Task goal: Find and copy each line in the material below where the string "crates" occurs.

Given data:

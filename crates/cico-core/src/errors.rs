use std::time::Duration;

/// Core error type for the bot.
///
/// Adapter crates map their specific errors into this type so the core can tell
/// throttling, per-payload rejections, and hard transport failures apart.
#[derive(Debug, thiserror::Error)]
pub enum Error {
    #[error("config error: {0}")]
    Config(String),

    #[error("i/o error: {0}")]
    Io(#[from] std::io::Error),

    #[error("json error: {0}")]
    Json(#[from] serde_json::Error),

    /// Provider asked us to slow down. `retry_after` is its suggested wait, if any.
    #[error("too many requests (retry after {retry_after:?})")]
    RateLimited { retry_after: Option<Duration> },

    /// The provider could not parse the markup of a text payload.
    #[error("markup rejected: {0}")]
    Markup(String),

    /// The provider refused this particular payload (bad file reference, too long, ...).
    #[error("payload rejected: {0}")]
    Rejected(String),

    #[error("transport error: {0}")]
    Transport(String),

    #[error("portal error: {0}")]
    Portal(String),

    #[error("session expired")]
    AuthExpired,

    #[error("invalid credentials")]
    InvalidCredentials,
}

pub type Result<T> = std::result::Result<T, Error>;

Solution to the problem:
filename crates/cico-core/src/errors.rs
/// Adapter crates map their specific errors into this type so the core can tell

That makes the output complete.